*THE PROBLEM*
In the listing below, find each line with the string "compatible" and return it.

*INPUT DATA*
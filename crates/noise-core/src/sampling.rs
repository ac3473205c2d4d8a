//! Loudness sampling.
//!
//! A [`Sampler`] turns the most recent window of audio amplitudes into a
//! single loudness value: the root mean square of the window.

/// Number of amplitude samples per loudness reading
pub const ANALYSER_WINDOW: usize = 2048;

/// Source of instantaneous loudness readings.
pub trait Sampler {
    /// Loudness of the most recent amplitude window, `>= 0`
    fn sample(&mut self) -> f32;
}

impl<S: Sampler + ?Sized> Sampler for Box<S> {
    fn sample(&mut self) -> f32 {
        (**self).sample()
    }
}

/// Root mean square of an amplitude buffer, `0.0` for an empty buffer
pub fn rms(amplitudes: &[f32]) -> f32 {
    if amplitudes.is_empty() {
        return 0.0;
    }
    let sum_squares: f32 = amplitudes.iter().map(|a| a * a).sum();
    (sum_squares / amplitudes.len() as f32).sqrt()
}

---

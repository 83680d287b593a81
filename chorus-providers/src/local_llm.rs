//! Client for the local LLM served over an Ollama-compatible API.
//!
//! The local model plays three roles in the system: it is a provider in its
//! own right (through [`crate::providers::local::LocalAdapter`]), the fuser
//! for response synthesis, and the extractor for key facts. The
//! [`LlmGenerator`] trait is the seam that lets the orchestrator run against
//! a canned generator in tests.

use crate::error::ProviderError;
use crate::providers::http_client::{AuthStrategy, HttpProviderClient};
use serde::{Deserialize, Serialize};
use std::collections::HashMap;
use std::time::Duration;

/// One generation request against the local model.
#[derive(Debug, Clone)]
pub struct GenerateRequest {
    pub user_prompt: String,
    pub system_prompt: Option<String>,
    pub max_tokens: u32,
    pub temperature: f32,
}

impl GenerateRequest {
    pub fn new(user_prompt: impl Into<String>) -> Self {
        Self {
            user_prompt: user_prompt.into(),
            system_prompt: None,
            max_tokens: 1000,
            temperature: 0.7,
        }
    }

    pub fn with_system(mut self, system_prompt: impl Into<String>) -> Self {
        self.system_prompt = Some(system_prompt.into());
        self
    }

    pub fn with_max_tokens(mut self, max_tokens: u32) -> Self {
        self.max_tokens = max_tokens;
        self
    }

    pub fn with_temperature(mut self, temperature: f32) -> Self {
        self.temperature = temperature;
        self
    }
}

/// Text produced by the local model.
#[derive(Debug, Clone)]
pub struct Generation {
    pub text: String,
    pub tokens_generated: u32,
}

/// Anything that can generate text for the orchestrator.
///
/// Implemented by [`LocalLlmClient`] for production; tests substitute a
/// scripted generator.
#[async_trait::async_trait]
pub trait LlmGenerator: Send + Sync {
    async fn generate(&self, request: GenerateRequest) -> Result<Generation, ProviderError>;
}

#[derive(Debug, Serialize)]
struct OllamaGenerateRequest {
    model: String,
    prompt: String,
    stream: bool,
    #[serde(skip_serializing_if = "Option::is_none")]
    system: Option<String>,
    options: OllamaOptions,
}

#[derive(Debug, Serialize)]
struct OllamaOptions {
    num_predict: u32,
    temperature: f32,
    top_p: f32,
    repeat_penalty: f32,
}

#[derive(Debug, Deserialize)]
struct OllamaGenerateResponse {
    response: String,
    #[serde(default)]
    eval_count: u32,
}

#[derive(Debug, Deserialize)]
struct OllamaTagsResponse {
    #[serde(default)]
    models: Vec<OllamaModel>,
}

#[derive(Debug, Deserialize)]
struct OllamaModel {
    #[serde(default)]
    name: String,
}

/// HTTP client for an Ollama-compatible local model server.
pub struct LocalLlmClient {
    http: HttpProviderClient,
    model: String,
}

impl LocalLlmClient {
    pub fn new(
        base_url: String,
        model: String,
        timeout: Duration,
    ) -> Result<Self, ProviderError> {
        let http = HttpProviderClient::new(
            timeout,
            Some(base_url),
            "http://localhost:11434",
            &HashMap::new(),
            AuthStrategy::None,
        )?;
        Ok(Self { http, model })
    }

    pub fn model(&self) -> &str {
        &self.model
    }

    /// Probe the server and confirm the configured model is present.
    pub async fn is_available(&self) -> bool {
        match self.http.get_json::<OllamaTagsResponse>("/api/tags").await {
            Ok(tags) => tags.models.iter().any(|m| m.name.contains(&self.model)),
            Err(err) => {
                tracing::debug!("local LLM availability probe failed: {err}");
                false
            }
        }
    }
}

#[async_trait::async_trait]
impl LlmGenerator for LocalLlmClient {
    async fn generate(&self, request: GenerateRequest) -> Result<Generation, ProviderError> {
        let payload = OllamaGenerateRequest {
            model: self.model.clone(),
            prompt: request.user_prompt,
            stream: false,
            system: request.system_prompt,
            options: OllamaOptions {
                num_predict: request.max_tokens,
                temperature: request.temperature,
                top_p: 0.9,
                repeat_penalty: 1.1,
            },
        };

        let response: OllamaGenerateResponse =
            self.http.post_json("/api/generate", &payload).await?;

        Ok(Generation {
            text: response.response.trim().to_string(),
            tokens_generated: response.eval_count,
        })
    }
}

---

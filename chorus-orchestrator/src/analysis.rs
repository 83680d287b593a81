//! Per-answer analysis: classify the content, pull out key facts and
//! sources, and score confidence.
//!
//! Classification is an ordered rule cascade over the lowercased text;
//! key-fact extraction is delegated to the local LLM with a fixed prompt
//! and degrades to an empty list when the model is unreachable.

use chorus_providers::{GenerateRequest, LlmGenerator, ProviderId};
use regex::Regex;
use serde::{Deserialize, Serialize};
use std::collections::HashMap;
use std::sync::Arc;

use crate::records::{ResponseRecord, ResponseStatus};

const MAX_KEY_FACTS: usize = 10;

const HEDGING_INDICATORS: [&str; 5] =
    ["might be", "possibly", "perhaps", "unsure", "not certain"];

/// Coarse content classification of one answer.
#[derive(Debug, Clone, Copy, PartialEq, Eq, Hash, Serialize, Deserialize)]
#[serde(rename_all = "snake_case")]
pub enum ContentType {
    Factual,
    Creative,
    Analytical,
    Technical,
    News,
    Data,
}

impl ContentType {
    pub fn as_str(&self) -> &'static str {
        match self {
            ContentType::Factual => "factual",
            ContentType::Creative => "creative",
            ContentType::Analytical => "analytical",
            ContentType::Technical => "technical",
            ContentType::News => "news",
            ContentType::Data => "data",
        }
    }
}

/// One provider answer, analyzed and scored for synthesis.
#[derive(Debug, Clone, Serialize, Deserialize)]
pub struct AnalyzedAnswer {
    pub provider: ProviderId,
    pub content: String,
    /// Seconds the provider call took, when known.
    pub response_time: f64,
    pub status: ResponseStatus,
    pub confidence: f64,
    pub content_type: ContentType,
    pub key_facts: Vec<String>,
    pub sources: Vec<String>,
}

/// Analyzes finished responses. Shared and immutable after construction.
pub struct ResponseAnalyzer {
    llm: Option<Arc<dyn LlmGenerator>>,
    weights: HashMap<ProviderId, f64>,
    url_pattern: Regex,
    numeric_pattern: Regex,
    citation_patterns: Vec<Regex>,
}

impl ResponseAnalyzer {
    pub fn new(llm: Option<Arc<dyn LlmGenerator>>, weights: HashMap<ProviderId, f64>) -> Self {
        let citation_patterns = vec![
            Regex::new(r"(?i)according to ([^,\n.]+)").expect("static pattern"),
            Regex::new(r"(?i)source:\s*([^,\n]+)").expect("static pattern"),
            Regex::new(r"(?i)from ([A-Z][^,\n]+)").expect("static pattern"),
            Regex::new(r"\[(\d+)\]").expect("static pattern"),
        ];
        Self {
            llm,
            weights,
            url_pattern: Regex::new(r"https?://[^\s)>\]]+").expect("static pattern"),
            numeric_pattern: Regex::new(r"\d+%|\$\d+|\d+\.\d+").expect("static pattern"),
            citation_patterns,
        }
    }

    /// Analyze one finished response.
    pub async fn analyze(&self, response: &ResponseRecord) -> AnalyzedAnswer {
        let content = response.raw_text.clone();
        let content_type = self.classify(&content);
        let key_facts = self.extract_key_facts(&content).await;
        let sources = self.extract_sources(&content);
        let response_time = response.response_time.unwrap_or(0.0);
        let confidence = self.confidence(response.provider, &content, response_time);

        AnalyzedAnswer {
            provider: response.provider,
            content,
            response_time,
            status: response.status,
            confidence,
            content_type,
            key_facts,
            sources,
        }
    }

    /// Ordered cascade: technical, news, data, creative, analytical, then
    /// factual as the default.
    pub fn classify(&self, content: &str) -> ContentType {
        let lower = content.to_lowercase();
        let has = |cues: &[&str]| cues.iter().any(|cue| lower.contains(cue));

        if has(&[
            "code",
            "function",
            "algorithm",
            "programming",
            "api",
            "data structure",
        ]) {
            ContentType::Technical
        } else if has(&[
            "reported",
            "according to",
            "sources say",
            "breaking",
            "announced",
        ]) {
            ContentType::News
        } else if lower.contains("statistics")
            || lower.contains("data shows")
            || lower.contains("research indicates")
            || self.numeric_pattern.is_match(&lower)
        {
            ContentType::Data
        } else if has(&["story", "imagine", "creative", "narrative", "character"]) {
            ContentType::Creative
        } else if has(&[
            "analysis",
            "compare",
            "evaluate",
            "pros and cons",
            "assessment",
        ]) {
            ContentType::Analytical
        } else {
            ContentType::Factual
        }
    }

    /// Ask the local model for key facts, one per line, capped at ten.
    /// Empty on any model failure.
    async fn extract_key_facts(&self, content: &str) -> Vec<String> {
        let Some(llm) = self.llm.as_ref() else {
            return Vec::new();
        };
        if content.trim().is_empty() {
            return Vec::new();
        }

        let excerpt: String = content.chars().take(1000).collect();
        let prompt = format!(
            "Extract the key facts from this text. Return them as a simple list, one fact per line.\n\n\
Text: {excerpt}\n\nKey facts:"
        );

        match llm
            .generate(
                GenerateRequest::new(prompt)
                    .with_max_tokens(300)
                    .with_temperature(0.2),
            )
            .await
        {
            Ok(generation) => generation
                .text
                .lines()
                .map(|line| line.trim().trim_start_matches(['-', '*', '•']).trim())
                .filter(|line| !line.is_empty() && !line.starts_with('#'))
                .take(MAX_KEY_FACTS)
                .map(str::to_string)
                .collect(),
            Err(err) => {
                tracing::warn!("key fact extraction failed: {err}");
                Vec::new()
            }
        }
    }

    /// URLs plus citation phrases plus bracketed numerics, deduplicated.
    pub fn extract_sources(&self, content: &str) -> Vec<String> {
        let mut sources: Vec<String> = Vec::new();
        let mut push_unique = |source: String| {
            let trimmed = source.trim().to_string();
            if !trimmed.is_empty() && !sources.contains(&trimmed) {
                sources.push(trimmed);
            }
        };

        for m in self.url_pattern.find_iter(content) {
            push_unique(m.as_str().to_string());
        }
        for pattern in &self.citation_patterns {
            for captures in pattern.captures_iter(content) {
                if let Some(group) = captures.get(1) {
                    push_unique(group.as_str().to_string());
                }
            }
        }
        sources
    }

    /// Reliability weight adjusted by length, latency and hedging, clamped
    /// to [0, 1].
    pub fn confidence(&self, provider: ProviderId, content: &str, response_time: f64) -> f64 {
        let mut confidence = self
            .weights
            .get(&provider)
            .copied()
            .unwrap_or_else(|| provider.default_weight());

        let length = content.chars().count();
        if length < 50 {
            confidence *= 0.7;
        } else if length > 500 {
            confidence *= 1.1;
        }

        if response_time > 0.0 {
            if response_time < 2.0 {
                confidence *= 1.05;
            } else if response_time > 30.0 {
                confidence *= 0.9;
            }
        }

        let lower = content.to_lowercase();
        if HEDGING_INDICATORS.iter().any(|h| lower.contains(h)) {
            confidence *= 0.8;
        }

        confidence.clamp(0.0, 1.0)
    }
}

*SOLUTION BELOW*
//! Client for the local LLM served over an Ollama-compatible API.
/// HTTP client for an Ollama-compatible local model server.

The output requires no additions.